We can check that the denotation of the first one is the same as botSamp: EalwaysDivρ(U)=.

## Bayesian Inference

Thus, calculating the conditional distribution P(N|X) is equivalent to determining the value of the program variable given the value of the program variableex. The idea is that we condition Y (i.e. the smoothed data) instead of U (i.e. the ideal data) when calculating the posterior distribution for the model parameters. limitation (see e.g. Goodman et al., 2008; Wood et al., 2014). Thus, conditioning takes a sampleable distribution, a bounded computable density that describes how observations have been corrupted, and returns a sampleable distribution that represents the conditional one.

The parameter does not match the joint distribution of the model (both model parameters and probability), corresponds to a bounded conditional density.

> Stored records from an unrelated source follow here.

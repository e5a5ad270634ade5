pub mod timer;

use std::time::Duration;
use thiserror::Error;
use tokio::sync::mpsc::UnboundedSender;

use crate::config::ControllerConfig;
use crate::page::{ClickEvent, NodeId, Page, PageError};
use self::timer::{SubmitTimer, TimerEvent};

/// Fixed delay between the trigger click and the form submission, long
/// enough for the loading indicator to paint before the server round-trip
pub const SUBMIT_DELAY: Duration = Duration::from_millis(12_000);

#[derive(Debug, Error)]
pub enum ControllerError {
    #[error("no element with id \"{id}\"")]
    MissingElement { id: String },

    #[error(transparent)]
    Page(#[from] PageError),
}

/// Deferred-submit flow. Single-shot: once triggered, further clicks on the
/// load button are rejected rather than arming a second timer.
#[derive(Debug, Clone, Copy, PartialEq, Eq)]
pub enum SubmitPhase {
    Idle,
    Triggered,
    Submitted,
}

/// Wires up three independent behaviors on a page: sanitizing the current
/// history entry so a reload never re-POSTs, turning the back link into an
/// in-history pop, and submitting a form after a fixed delay so the spinner
/// gets a chance to render first.
///
/// Each behavior is optional; the page simply lacking the marker element
/// disables it without error.
pub struct Controller {
    config: ControllerConfig,
    back_link: Option<NodeId>,
    load_button: Option<NodeId>,
    phase: SubmitPhase,
    submit_timer: Option<SubmitTimer>,
    timer_events: UnboundedSender<TimerEvent>,
}

impl Controller {
    /// Attach to a page. Runs the history sanitizer right away and binds
    /// the load button if the page has one; the back link is bound later,
    /// once the page content has finished loading.
    pub fn attach<P: Page>(
        config: ControllerConfig,
        page: &mut P,
        timer_events: UnboundedSender<TimerEvent>,
    ) -> Self {
        sanitize_history(page);

        let load_button = page.element_by_id(&config.load_button_id);
        if load_button.is_some() {
            tracing::debug!("Bound load button #{}", config.load_button_id);
        }

        Self {
            config,
            back_link: None,
            load_button,
            phase: SubmitPhase::Idle,
            submit_timer: None,
            timer_events,
        }
    }

    /// Bind the back link once the structural content is parsed. No match
    /// is a valid page, not an error.
    pub fn handle_content_loaded<P: Page>(&mut self, page: &P) {
        self.back_link = page.query_selector(&self.config.back_link_selector);
        if self.back_link.is_some() {
            tracing::debug!("Bound back link {}", self.config.back_link_selector);
        }
    }

    /// Dispatch a click. Clicks on nodes the controller never bound are
    /// ignored so ordinary page interaction passes through untouched.
    pub fn handle_click<P: Page>(
        &mut self,
        page: &mut P,
        event: &mut ClickEvent,
    ) -> Result<(), ControllerError> {
        if self.back_link == Some(event.target) {
            event.prevent_default();
            event.stop_propagation();
            page.history_back();
            tracing::info!("Back link clicked, popped one history entry");
            return Ok(());
        }

        if self.load_button == Some(event.target) {
            return self.trigger_deferred_submit(page, event);
        }

        Ok(())
    }

    fn trigger_deferred_submit<P: Page>(
        &mut self,
        page: &mut P,
        event: &mut ClickEvent,
    ) -> Result<(), ControllerError> {
        event.prevent_default();

        if self.phase != SubmitPhase::Idle {
            // Already armed or already submitted; never arm a second timer
            tracing::debug!("Load trigger ignored in phase {:?}", self.phase);
            return Ok(());
        }

        let spinner = page
            .element_by_id(&self.config.spinner_id)
            .ok_or_else(|| ControllerError::MissingElement {
                id: self.config.spinner_id.clone(),
            })?;
        page.set_hidden(spinner, false)?;

        if let Some(button) = self.load_button {
            page.remove_from_layout(button)?;
        }

        self.submit_timer = Some(SubmitTimer::arm(SUBMIT_DELAY, self.timer_events.clone()));
        self.phase = SubmitPhase::Triggered;
        tracing::info!(
            "Load triggered, submitting #{} in {:?}",
            self.config.form_id,
            SUBMIT_DELAY
        );
        Ok(())
    }

    /// Timer fired: submit the form. Fires arriving in any phase other
    /// than `Triggered` (e.g. after teardown raced the channel) are ignored.
    pub fn handle_submit_delay_elapsed<P: Page>(
        &mut self,
        page: &mut P,
    ) -> Result<(), ControllerError> {
        if self.phase != SubmitPhase::Triggered {
            return Ok(());
        }

        self.phase = SubmitPhase::Submitted;
        self.submit_timer = None;

        let form = page
            .element_by_id(&self.config.form_id)
            .ok_or_else(|| ControllerError::MissingElement {
                id: self.config.form_id.clone(),
            })?;
        page.submit_form(form)?;
        tracing::info!("Submitted form #{}", self.config.form_id);
        Ok(())
    }

    pub fn phase(&self) -> SubmitPhase {
        self.phase
    }

    /// Cancel any armed timer. Also happens implicitly when the controller
    /// is dropped with the page context.
    pub fn teardown(&mut self) {
        if let Some(timer) = self.submit_timer.take() {
            timer.cancel();
            tracing::debug!("Cancelled pending submit timer on teardown");
        }
    }
}

/// Replace the current history entry with a state-free one at the same URL
/// so reloading never raises a resubmission prompt. Hosts without the
/// capability are silently left alone.
fn sanitize_history<P: Page>(page: &mut P) {
    if !page.supports_replace_state() {
        return;
    }
    page.replace_state();
    tracing::debug!("Replaced current history entry (resubmit warning suppressed)");
}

## Summary and Further Directions

In particular, a universality result would crystallize the idea that Turing-complete probabilistic programming languages express Type-2 computable distributions. Now that we are back on familiar ground with regard to computability, we can turn our attention to the design of probabilistic programming languages. Pages 275–284 of: Proceedings of the 33rd Annual ACM/IEEE Symposium on Logic in Computer Science.

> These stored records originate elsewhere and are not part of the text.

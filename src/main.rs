mod config;
mod controller;
mod page;

use std::path::PathBuf;
use std::time::Duration;

use anyhow::Result;
use clap::{Parser, ValueEnum};
use tokio::sync::mpsc;
use tracing_subscriber::{layer::SubscriberExt, util::SubscriberInitExt};

use config::ControllerConfig;
use controller::timer::TimerEvent;
use controller::{Controller, SubmitPhase, SUBMIT_DELAY};
use page::memory::MemoryPage;
use page::{ClickEvent, Page};

#[derive(Parser, Debug)]
#[command(name = "pagewire")]
#[command(version = "0.1.0")]
#[command(about = "Drives the page-interaction controller against a demo page")]
struct Args {
    /// Path to a controller config file (element bindings)
    #[arg(short, long)]
    config: Option<PathBuf>,

    /// Scenario to run against the demo page
    #[arg(short, long, value_enum, default_value_t = Scenario::Load)]
    scenario: Scenario,

    /// Print the final page state as JSON instead of a summary
    #[arg(long)]
    json: bool,

    /// Don't sit through the full submit delay; report the timer as pending
    #[arg(long)]
    fast: bool,
}

#[derive(ValueEnum, Clone, Copy, Debug)]
enum Scenario {
    /// Reload a page reached via form POST; the sanitized entry re-GETs
    Reload,
    /// Click the back link; history pops instead of a server round-trip
    Back,
    /// Click the load button; spinner shows, form submits after the delay
    Load,
}

#[tokio::main]
async fn main() -> Result<()> {
    // Initialize logging
    tracing_subscriber::registry()
        .with(tracing_subscriber::fmt::layer())
        .with(tracing_subscriber::EnvFilter::from_default_env())
        .init();

    let args = Args::parse();

    let config = match &args.config {
        Some(path) => ControllerConfig::load_from(path)?,
        None => ControllerConfig::load(),
    };

    let mut page = demo_page(&config);
    let (timer_tx, mut timer_rx) = mpsc::unbounded_channel();
    let mut controller = Controller::attach(config.clone(), &mut page, timer_tx);
    controller.handle_content_loaded(&page);

    match args.scenario {
        Scenario::Reload => {
            // attach already replaced the POST entry; nothing else to do
            tracing::info!(
                "History sanitized: {} entries, reached_via_post = {}",
                page.history_len(),
                page.history.reached_via_post
            );
        }
        Scenario::Back => {
            let back = page
                .query_selector(&config.back_link_selector)
                .ok_or_else(|| anyhow::anyhow!("Demo page has no back link"))?;
            let mut click = ClickEvent::new(back);
            controller.handle_click(&mut page, &mut click)?;
        }
        Scenario::Load => {
            let button = page
                .element_by_id(&config.load_button_id)
                .ok_or_else(|| anyhow::anyhow!("Demo page has no load button"))?;
            let mut click = ClickEvent::new(button);
            controller.handle_click(&mut page, &mut click)?;

            if args.fast {
                tracing::info!("Skipping the {:?} wait (--fast)", SUBMIT_DELAY);
                controller.teardown();
            } else {
                wait_for_submit(&mut controller, &mut page, &mut timer_rx).await?;
            }
        }
    }

    if args.json {
        println!("{}", serde_json::to_string_pretty(&page)?);
    } else {
        print_summary(&controller, &page, &config);
    }

    Ok(())
}

/// Block on the submit timer, then run the fire transition
async fn wait_for_submit(
    controller: &mut Controller,
    page: &mut MemoryPage,
    timer_rx: &mut mpsc::UnboundedReceiver<TimerEvent>,
) -> Result<()> {
    tracing::info!("Waiting {:?} for the spinner to earn its keep", SUBMIT_DELAY);

    // Grace period on top of the delay so a wedged timer can't hang the demo
    let fired = tokio::time::timeout(SUBMIT_DELAY + Duration::from_secs(1), timer_rx.recv()).await;

    match fired {
        Ok(Some(_)) => {
            controller.handle_submit_delay_elapsed(page)?;
            Ok(())
        }
        Ok(None) => anyhow::bail!("Timer channel closed before firing"),
        Err(_) => anyhow::bail!("Submit timer never fired"),
    }
}

/// Build the markup the controller expects: back link, load button,
/// hidden spinner, and the target form
fn demo_page(config: &ControllerConfig) -> MemoryPage {
    let mut page = MemoryPage::new("https://example.test/movements/new").reached_via_post(3);

    if let Some(class) = config.back_link_selector.strip_prefix('.') {
        page.add_link(class, "/movements");
    } else if let Some(id) = config.back_link_selector.strip_prefix('#') {
        page.add_link_by_id(id, "/movements");
    }
    page.add_button(&config.load_button_id);
    page.add_hidden(&config.spinner_id);
    page.add_form(&config.form_id);
    page
}

fn print_summary(controller: &Controller, page: &MemoryPage, config: &ControllerConfig) {
    println!("history entries:   {}", page.history_len());
    println!("replace calls:     {}", page.history.replace_calls);
    println!("back calls:        {}", page.history.back_calls);
    println!("reached via POST:  {}", page.history.reached_via_post);

    if let Some(spinner) = page.element_by_id(&config.spinner_id) {
        let hidden = page.element(spinner).map(|el| el.hidden).unwrap_or(true);
        println!("spinner visible:   {}", !hidden);
    }
    if let Some(form) = page.element_by_id(&config.form_id) {
        let submits = page.element(form).map(|el| el.submit_count).unwrap_or(0);
        println!("form submissions:  {}", submits);
    }

    let phase = match controller.phase() {
        SubmitPhase::Idle => "idle",
        SubmitPhase::Triggered => "triggered (timer pending)",
        SubmitPhase::Submitted => "submitted",
    };
    println!("submit phase:      {}", phase);
}

#[cfg(test)]
mod tests {
    use super::*;

    #[test]
    fn test_demo_page_matches_class_back_link_selector() {
        let config = ControllerConfig::default();
        let page = demo_page(&config);
        assert!(page.query_selector(&config.back_link_selector).is_some());
    }

    #[test]
    fn test_demo_page_matches_id_back_link_selector() {
        let config = ControllerConfig {
            back_link_selector: "#go-back".to_string(),
            ..ControllerConfig::default()
        };
        let page = demo_page(&config);
        assert!(page.query_selector("#go-back").is_some());
    }
}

Pagina's 171–182 van: Proceedings of the 32nd ACM SIGPLAN-SIGACT Symposium on Principles of Programming Languages.

## Introduction

Summary: This chapter is intended as a gentle introduction to probabilistic λ-calculi in their two major variations, namely randomized λ-calculi and Bayesian λ-calculi. We focus our attention on the operational semantics, expressive power and termination properties of randomized λ-calculi, and provide only some hints and references on denotational models and Bayesian λ-calculi. Randomized λ-calculi will be the subject of Section 4.3, while Bayesian λ-calculi will be introduced in Section 4.4.

We are mainly interested in randomizedλ computations, and give some hints about Bayesianλ computations in Section 4.4.

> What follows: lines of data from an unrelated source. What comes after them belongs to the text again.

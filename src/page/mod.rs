pub mod memory;

use thiserror::Error;

/// Opaque handle to an element on the page
#[derive(Debug, Clone, Copy, PartialEq, Eq, Hash)]
pub struct NodeId(pub(crate) usize);

#[derive(Debug, Error)]
pub enum PageError {
    #[error("node {0:?} is not part of this page")]
    StaleNode(NodeId),
}

/// A click being dispatched to the controller. The controller flips the
/// flags; whoever dispatched the click reads them back afterwards.
#[derive(Debug, Clone)]
pub struct ClickEvent {
    pub target: NodeId,
    pub default_prevented: bool,
    pub propagation_stopped: bool,
}

impl ClickEvent {
    pub fn new(target: NodeId) -> Self {
        Self {
            target,
            default_prevented: false,
            propagation_stopped: false,
        }
    }

    pub fn prevent_default(&mut self) {
        self.default_prevented = true;
    }

    pub fn stop_propagation(&mut self) {
        self.propagation_stopped = true;
    }
}

/// Platform capabilities the controller needs from the hosting page.
///
/// Element lookup, visibility, form submission, and session history in one
/// trait since a page owns all four. `MemoryPage` implements it for the demo
/// and tests; a real browser binding would be another implementation.
pub trait Page {
    /// First element matching a ".class" or "#id" selector, if any
    fn query_selector(&self, selector: &str) -> Option<NodeId>;

    fn element_by_id(&self, id: &str) -> Option<NodeId>;

    /// Set or clear the element's hidden attribute
    fn set_hidden(&mut self, node: NodeId, hidden: bool) -> Result<(), PageError>;

    /// Remove the element from layout entirely (display: none)
    fn remove_from_layout(&mut self, node: NodeId) -> Result<(), PageError>;

    /// Submit a form programmatically, bypassing submit-button semantics
    fn submit_form(&mut self, node: NodeId) -> Result<(), PageError>;

    /// Whether the host supports replacing the current history entry
    fn supports_replace_state(&self) -> bool;

    /// Replace the current history entry with a state-free entry at the
    /// same URL. Creates no new entry and does not change the visible URL.
    fn replace_state(&mut self);

    /// Go back one history entry
    fn history_back(&mut self);

    fn history_len(&self) -> usize;
}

## A Bird’s Eye View on Probabilistic Lambda Calculi

In the remainder of this chapter, we focus on the first three aspects, leaving the task of delving into the denotational semantics of probabilistic λ-calculations to a future paper. It is clear that the result of the evaluation process cannot be just one value, but rather a distribution of values. However, finite derivations are used to derive approximations to the operational semantics of the underlying expression, as we will see in Section 4.3.2 below.

The choice of a strategy does not affect the actual final result of the calculation, although it is not guaranteed that all strategies will lead to a normal shape.

## A Typed λ -Calculus with Binary Probabilistic Choice

The rules that derive the one-step and step-indexed reduction ratios are given in Figure 4.3, and must be interpreted inductively. There is nothing in the definition of an almost certainly finite term that ensures that the term's expected number of reduction steps is finite. What makes call-by-value more attractive is the possibility to "implicitly memorize" the result of probabilistic choices by way of sequence, something that is not available in call-by-name.

Various techniques to prove that imperative programs are terminated have been introduced, based on the notion of ranking martingale or Lyapunov function, the natural probability analogues of the so-called ranking function (Bournez and Garnier, 2005).

## Sampling and Conditioning

On the other hand, it is actually possible to interpret PCF⊕ by context-space-style denotation models ( Danos and Ehrhard, 2011 ), and it also leads to full abstraction results ( Ehrhard et al., 2014 ). What is non-trivial, however, is to make sense of these calculations, even in terms of an operational semantics. Subsequently, quasi-Borel spaces have also been shown to give rise to a category of domains, thus accounting for the presence of recursion in the underlying calculus (Vákár et al., 2019).

Inscribing induces a family{CTτ}τ, where CTτ is the set of all closed terms assignable to typeτ in the empty environment, i.e.